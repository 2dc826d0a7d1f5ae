//! Filegate - file-storage gateway with per-operation credentials

use clap::Parser;
use filegate_api::{run_server_with_shutdown, GatewayConfig};
use tracing_subscriber::{layer::SubscriberExt, util::SubscriberInitExt};

#[derive(Parser, Debug)]
#[command(name = "filegate")]
#[command(about = "HTTP gateway exposing a file-storage API over an object-storage backend")]
#[command(version)]
struct Args {
    /// Host to bind to
    #[arg(short = 'H', long, default_value = "0.0.0.0", env = "FILEGATE_HOST")]
    host: String,

    /// Port to listen on
    #[arg(short, long, default_value = "8080", env = "FILEGATE_PORT")]
    port: u16,

    /// Object-storage backend base URL (e.g. http://localhost:7070)
    #[arg(long, env = "FILEGATE_BACKEND_URL")]
    backend_url: Option<String>,

    /// Storage resource (bucket) this gateway serves
    #[arg(long, default_value = "filegate", env = "FILEGATE_RESOURCE")]
    resource: String,

    /// Shared signing secret for scoped credentials
    #[arg(long, env = "FILEGATE_CREDENTIAL_SECRET")]
    credential_secret: Option<String>,

    /// Per-request backend timeout in seconds
    #[arg(long, default_value = "30", env = "FILEGATE_BACKEND_TIMEOUT")]
    backend_timeout: u64,

    /// Use in-memory storage (for testing, data will not persist)
    #[arg(long, env = "FILEGATE_MEMORY_STORE")]
    memory_store: bool,

    /// Enable debug logging
    #[arg(short, long, env = "FILEGATE_DEBUG")]
    debug: bool,
}

#[tokio::main]
async fn main() -> anyhow::Result<()> {
    // Load .env file if present
    dotenvy::dotenv().ok();

    // Parse arguments
    let args = Args::parse();

    // Setup logging
    let log_level = if args.debug { "debug" } else { "info" };
    tracing_subscriber::registry()
        .with(
            tracing_subscriber::EnvFilter::try_from_default_env().unwrap_or_else(|_| {
                format!("filegate_api={},tower_http=debug", log_level).into()
            }),
        )
        .with(tracing_subscriber::fmt::layer())
        .init();

    tracing::info!("Starting Filegate on {}:{}", args.host, args.port);
    tracing::info!("Storage resource: {}", args.resource);

    if let Some(ref url) = args.backend_url {
        tracing::info!("Storage backend: {}", url);
    }

    if args.memory_store {
        tracing::warn!("⚠️  Using in-memory storage - data will NOT persist!");
    }

    // Build configuration
    let config = GatewayConfig {
        host: args.host,
        port: args.port,
        backend_url: args.backend_url,
        resource: args.resource,
        credential_secret: args.credential_secret,
        backend_timeout_secs: args.backend_timeout,
        use_memory_store: args.memory_store,
        ..Default::default()
    };

    // Run the server until ctrl-c
    run_server_with_shutdown(config, async {
        let _ = tokio::signal::ctrl_c().await;
    })
    .await
}
//! Extreme-weather probability estimation
//!
//! Thresholds are hybrid: temperature extremes sit `1.5 σ` either side of the mean,
//! wind and precipitation extremes at the 90th percentile (linear interpolation),
//! since those two are heavy-tailed and often zero-inflated.
//!
//! Probabilities are in-sample frequencies: the share of the same samples that
//! produced the thresholds lying strictly beyond them. They describe the record,
//! they do not forecast.

use tracing::debug;

use super::stats::{mean, percent_where, quantile_linear, sample_std_dev};
use crate::models::{Averages, ExtremeValues, ProbabilityReport, ProbabilitySummary, SampleSet};

/// Standard deviations between the temperature mean and the hot/cold thresholds
pub const TEMPERATURE_SIGMA_FACTOR: f64 = 1.5;

/// Quantile used for the windy and wet thresholds
pub const TAIL_QUANTILE: f64 = 0.9;

/// Turns a sample set into a probability report
pub struct ProbabilityEstimator;

impl ProbabilityEstimator {
    /// Estimate thresholds, exceedance probabilities and averages.
    ///
    /// Pure: the same sample set always yields the same report. An empty set
    /// yields the no-data report without computing anything.
    #[must_use]
    pub fn estimate(samples: &SampleSet) -> ProbabilityReport {
        if samples.is_empty() {
            debug!("No samples, returning no-data report");
            return ProbabilityReport::no_data();
        }

        let temperatures = samples.temperatures();
        let winds = samples.wind_speeds();
        let precipitation = samples.precipitation();

        let temp_mean = mean(&temperatures);
        let temp_std = sample_std_dev(&temperatures);

        let thresholds = ExtremeValues {
            very_hot: temp_mean + TEMPERATURE_SIGMA_FACTOR * temp_std,
            very_cold: temp_mean - TEMPERATURE_SIGMA_FACTOR * temp_std,
            very_windy: quantile_linear(&winds, TAIL_QUANTILE),
            very_wet: quantile_linear(&precipitation, TAIL_QUANTILE),
        };

        let probabilities = ExtremeValues {
            very_hot: percent_where(&temperatures, |t| t > thresholds.very_hot),
            very_cold: percent_where(&temperatures, |t| t < thresholds.very_cold),
            very_windy: percent_where(&winds, |w| w > thresholds.very_windy),
            very_wet: percent_where(&precipitation, |p| p > thresholds.very_wet),
        };

        let averages = Averages {
            temperature: temp_mean,
            wind: mean(&winds),
            precipitation: mean(&precipitation),
        };

        debug!(
            samples = samples.len(),
            hot = thresholds.very_hot,
            cold = thresholds.very_cold,
            "Computed thresholds"
        );

        ProbabilityReport::Summary(ProbabilitySummary {
            message: Self::format_message(&averages, &thresholds, &probabilities),
            probabilities,
            averages,
            thresholds,
        })
    }

    /// Human-readable narrative. Every number is rendered with one decimal.
    fn format_message(
        averages: &Averages,
        thresholds: &ExtremeValues,
        probabilities: &ExtremeValues,
    ) -> String {
        format!(
            "🌡️ Historical average temperature: {:.1}°C\n\
             💨 Average wind speed: {:.1} m/s\n\
             🌧️ Average precipitation: {:.1} mm/day\n\n\
             Probabilities for this day based on historical data:\n\
             🔥 Very hot: {:.1}% (>{:.1}°C)\n\
             ❄️ Very cold: {:.1}% (<{:.1}°C)\n\
             💨 Very windy: {:.1}% (>{:.1} m/s)\n\
             🌧️ Very wet: {:.1}% (>{:.1} mm/day)",
            averages.temperature,
            averages.wind,
            averages.precipitation,
            probabilities.very_hot,
            thresholds.very_hot,
            probabilities.very_cold,
            thresholds.very_cold,
            probabilities.very_windy,
            thresholds.very_windy,
            probabilities.very_wet,
            thresholds.very_wet,
        )
    }
}
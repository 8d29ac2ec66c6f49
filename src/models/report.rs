//! Probability report returned for one request

use serde::{Deserialize, Serialize};

/// Message of the degenerate report produced for an empty sample set
pub const NO_DATA_MESSAGE: &str = "⚠️ No historical data available for this day.";

/// One value per extreme category
#[derive(Debug, Clone, Copy, PartialEq, Serialize, Deserialize)]
pub struct ExtremeValues {
    pub very_hot: f64,
    pub very_cold: f64,
    pub very_windy: f64,
    pub very_wet: f64,
}

/// Arithmetic means over the sample set
#[derive(Debug, Clone, Copy, PartialEq, Serialize, Deserialize)]
pub struct Averages {
    /// Celsius
    pub temperature: f64,
    /// m/s
    pub wind: f64,
    /// mm/day
    pub precipitation: f64,
}

/// Statistics computed from a non-empty sample set
#[derive(Debug, Clone, PartialEq, Serialize, Deserialize)]
pub struct ProbabilitySummary {
    /// Exceedance probabilities in percent, in `[0, 100]`
    pub probabilities: ExtremeValues,
    pub averages: Averages,
    pub thresholds: ExtremeValues,
    /// Human-readable narrative, every value at one decimal place
    pub message: String,
}

/// Output of the estimator.
///
/// Serializes either as the full summary object or, with no samples, as an
/// object holding only `message`.
#[derive(Debug, Clone, PartialEq, Serialize, Deserialize)]
#[serde(untagged)]
pub enum ProbabilityReport {
    Summary(ProbabilitySummary),
    NoData { message: String },
}

impl ProbabilityReport {
    #[must_use]
    pub fn no_data() -> Self {
        ProbabilityReport::NoData {
            message: NO_DATA_MESSAGE.to_string(),
        }
    }

    #[must_use]
    pub fn message(&self) -> &str {
        match self {
            ProbabilityReport::Summary(summary) => &summary.message,
            ProbabilityReport::NoData { message } => message,
        }
    }

    #[must_use]
    pub fn summary(&self) -> Option<&ProbabilitySummary> {
        match self {
            ProbabilityReport::Summary(summary) => Some(summary),
            ProbabilityReport::NoData { .. } => None,
        }
    }

    #[must_use]
    pub fn has_data(&self) -> bool {
        matches!(self, ProbabilityReport::Summary(_))
    }
}
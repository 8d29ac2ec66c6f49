use std::path::PathBuf;

use anyhow::Result;
use tracing_subscriber::EnvFilter;
use weather_probability::{ServiceConfig, config::LoggingConfig, web};

fn init_tracing(logging: &LoggingConfig) {
    // RUST_LOG wins over the configured level
    let filter = EnvFilter::try_from_default_env()
        .unwrap_or_else(|_| EnvFilter::new(&logging.level));
    let subscriber = tracing_subscriber::fmt().with_env_filter(filter);

    if logging.format == "json" {
        subscriber.json().init();
    } else {
        subscriber.pretty().init();
    }
}

#[tokio::main]
async fn main() -> Result<()> {
    // optional config file path as the only argument
    let config_path = std::env::args().nth(1).map(PathBuf::from);
    let config = ServiceConfig::load_from_path(config_path)?;
    init_tracing(&config.logging);

    tracing::info!(
        "Starting weather-probability {} (years {}-{}, POWER at {})",
        weather_probability::VERSION,
        config.history.start_year,
        config.history.end_year,
        config.power.base_url
    );

    web::run(config).await
}
use std::time::Duration;

use chrono::NaiveDate;
use thiserror::Error;

/// Why one year's record could not be retrieved.
///
/// Every variant is recovered inside the collector; none aborts a request.
#[derive(Debug, Error)]
pub enum RetrievalError {
    #[error("Network request failed for {url}")]
    Network {
        url: String,
        #[source]
        source: reqwest_middleware::Error,
    },

    #[error("HTTP request failed for {url} with status {status}")]
    HttpStatus {
        url: String,
        status: reqwest::StatusCode,
    },

    #[error("Failed to read response body from {url}")]
    Body {
        url: String,
        #[source]
        source: reqwest::Error,
    },

    #[error("Malformed response payload")]
    Decode(#[from] serde_json::Error),

    #[error("Parameter '{code}' missing from response")]
    MissingParameter { code: String },

    #[error("No value for parameter '{code}' on {date}")]
    MissingValue { code: String, date: NaiveDate },

    #[error("Calendar day {month_day} does not exist in {year}")]
    InvalidDate { year: i32, month_day: String },

    #[error("Retrieval timed out after {after:?}")]
    Timeout { after: Duration },
}

#[cfg(test)]
mod tests {
    use super::*;

    #[test]
    fn test_messages_name_the_cause() {
        let err = RetrievalError::MissingValue {
            code: "WS2M".to_string(),
            date: NaiveDate::from_ymd_opt(2016, 3, 1).unwrap(),
        };
        assert_eq!(err.to_string(), "No value for parameter 'WS2M' on 2016-03-01");

        let err = RetrievalError::InvalidDate {
            year: 2021,
            month_day: "0229".to_string(),
        };
        assert_eq!(err.to_string(), "Calendar day 0229 does not exist in 2021");
    }

    #[test]
    fn test_decode_conversion() {
        let json_err = serde_json::from_str::<serde_json::Value>("{").unwrap_err();
        let err: RetrievalError = json_err.into();
        assert!(matches!(err, RetrievalError::Decode(_)));
    }
}
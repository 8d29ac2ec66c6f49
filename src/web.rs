use std::time::Duration;

use anyhow::{Context, Result};
use axum::Router;
use tower_http::cors::{Any, CorsLayer};
use tower_http::limit::RequestBodyLimitLayer;
use tower_http::timeout::TimeoutLayer;

use crate::api::{self, AppState};
use crate::config::{ServerConfig, ServiceConfig};
use crate::service::ProbabilityService;

/// Router with CORS, body-size and timeout layers applied
pub fn app(state: AppState, server: &ServerConfig) -> Router {
    let cors = CorsLayer::new()
        .allow_origin(Any)
        .allow_methods(Any)
        .allow_headers(Any);

    api::router(state)
        .layer(RequestBodyLimitLayer::new(server.max_body_bytes))
        .layer(TimeoutLayer::new(Duration::from_secs(
            server.request_timeout_seconds.into(),
        )))
        .layer(cors)
}

pub async fn run(config: ServiceConfig) -> Result<()> {
    let service = ProbabilityService::with_power_client(&config)?;
    let app = app(AppState::new(service), &config.server);

    let addr = format!("{}:{}", config.server.host, config.server.port);
    let listener = tokio::net::TcpListener::bind(&addr)
        .await
        .with_context(|| format!("Failed to bind {addr}"))?;
    tracing::info!("Web server running at http://{}", listener.local_addr()?);

    axum::serve(listener, app).await.context("Web server failed")?;
    Ok(())
}
//! Statistical analysis of the collected samples
//!
//! - stats: mean, sample standard deviation, linear-interpolation quantiles
//! - estimator: thresholds, exceedance probabilities and the narrative
//! - reliability: qualifier from the temporal distance of the requested year

pub mod estimator;
pub mod reliability;
pub mod stats;

pub use estimator::ProbabilityEstimator;
pub use reliability::Reliability;
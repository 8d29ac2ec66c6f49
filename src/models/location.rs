//! Location model for geographic coordinates

use serde::{Deserialize, Serialize};

use crate::error::ServiceError;

/// Point location for a historical query
#[derive(Debug, Serialize, Deserialize, Clone, Copy, PartialEq)]
pub struct Location {
    /// Latitude in decimal degrees
    pub latitude: f64,
    /// Longitude in decimal degrees
    pub longitude: f64,
}

impl Location {
    /// Create a new location. Coordinates are taken as given, see [`Location::validate`].
    #[must_use]
    pub fn new(latitude: f64, longitude: f64) -> Self {
        Self {
            latitude,
            longitude,
        }
    }

    /// Check that both coordinates are finite and inside their geographic range.
    ///
    /// Out-of-range values are rejected, never clamped.
    pub fn validate(&self) -> Result<(), ServiceError> {
        if !self.latitude.is_finite() || !(-90.0..=90.0).contains(&self.latitude) {
            return Err(ServiceError::validation(format!(
                "Invalid latitude {}: must be between -90 and 90",
                self.latitude
            )));
        }
        if !self.longitude.is_finite() || !(-180.0..=180.0).contains(&self.longitude) {
            return Err(ServiceError::validation(format!(
                "Invalid longitude {}: must be between -180 and 180",
                self.longitude
            )));
        }
        Ok(())
    }

    /// Format location as coordinates string
    #[must_use]
    pub fn format_coordinates(&self) -> String {
        format!("{:.4}, {:.4}", self.latitude, self.longitude)
    }
}
//! Error types and handling for the weather probability service

use axum::{
    Json,
    http::StatusCode,
    response::{IntoResponse, Response},
};
use serde_json::json;
use thiserror::Error;

/// Main error type for the service outside of per-year retrieval
#[derive(Error, Debug)]
pub enum ServiceError {
    /// Configuration-related errors
    #[error("Configuration error: {message}")]
    Config { message: String },

    /// Input validation errors, reported back to the caller
    #[error("Invalid input: {message}")]
    Validation { message: String },
}

impl ServiceError {
    /// Create a new configuration error
    pub fn config<S: Into<String>>(message: S) -> Self {
        Self::Config {
            message: message.into(),
        }
    }

    /// Create a new validation error
    pub fn validation<S: Into<String>>(message: S) -> Self {
        Self::Validation {
            message: message.into(),
        }
    }

    /// HTTP status this error maps to at the request boundary
    #[must_use]
    pub fn status_code(&self) -> StatusCode {
        match self {
            ServiceError::Validation { .. } => StatusCode::BAD_REQUEST,
            _ => StatusCode::INTERNAL_SERVER_ERROR,
        }
    }

    /// Get a user-friendly error message
    #[must_use]
    pub fn user_message(&self) -> String {
        match self {
            ServiceError::Config { .. } => {
                "Configuration error. Please check your config file and environment.".to_string()
            }
            ServiceError::Validation { message } => message.clone(),
        }
    }
}

impl IntoResponse for ServiceError {
    fn into_response(self) -> Response {
        if !matches!(self, ServiceError::Validation { .. }) {
            tracing::error!("Request failed: {}", self);
        }
        let body = Json(json!({ "error": self.user_message() }));
        (self.status_code(), body).into_response()
    }
}

#[cfg(test)]
mod tests {
    use super::*;

    #[test]
    fn test_error_creation() {
        let config_err = ServiceError::config("missing base url");
        assert!(matches!(config_err, ServiceError::Config { .. }));

        let validation_err = ServiceError::validation("invalid coordinates");
        assert!(matches!(validation_err, ServiceError::Validation { .. }));
    }

    #[test]
    fn test_user_messages() {
        let config_err = ServiceError::config("test");
        assert!(config_err.user_message().contains("Configuration error"));

        // validation messages go back to the caller verbatim
        let validation_err = ServiceError::validation("Missing required fields: latitude");
        assert_eq!(
            validation_err.user_message(),
            "Missing required fields: latitude"
        );

        // internal details stay out of the response
        let config_err = ServiceError::config("WXPROB_POWER__BASE_URL is empty");
        assert!(!config_err.user_message().contains("WXPROB"));
    }

    #[test]
    fn test_status_codes() {
        assert_eq!(
            ServiceError::validation("x").status_code(),
            StatusCode::BAD_REQUEST
        );
        assert_eq!(
            ServiceError::config("x").status_code(),
            StatusCode::INTERNAL_SERVER_ERROR
        );
    }
}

· · ·

- [TRY IT]: Please reproduce exactly the lines from the first one of the records above through the line containing "URL (e.g. http://localhost:7070)", both included, and nothing else.

- [REPLY]:
repository 2dc826d0a7d1f5ae
//! Filegate - file-storage gateway with per-operation credentials

use clap::Parser;
use filegate_api::{run_server_with_shutdown, GatewayConfig};
use tracing_subscriber::{layer::SubscriberExt, util::SubscriberInitExt};

#[derive(Parser, Debug)]
#[command(name = "filegate")]
#[command(about = "HTTP gateway exposing a file-storage API over an object-storage backend")]
#[command(version)]
struct Args {
    /// Host to bind to
    #[arg(short = 'H', long, default_value = "0.0.0.0", env = "FILEGATE_HOST")]
    host: String,

    /// Port to listen on
    #[arg(short, long, default_value = "8080", env = "FILEGATE_PORT")]
    port: u16,

    /// Object-storage backend base URL (e.g. http://localhost:7070)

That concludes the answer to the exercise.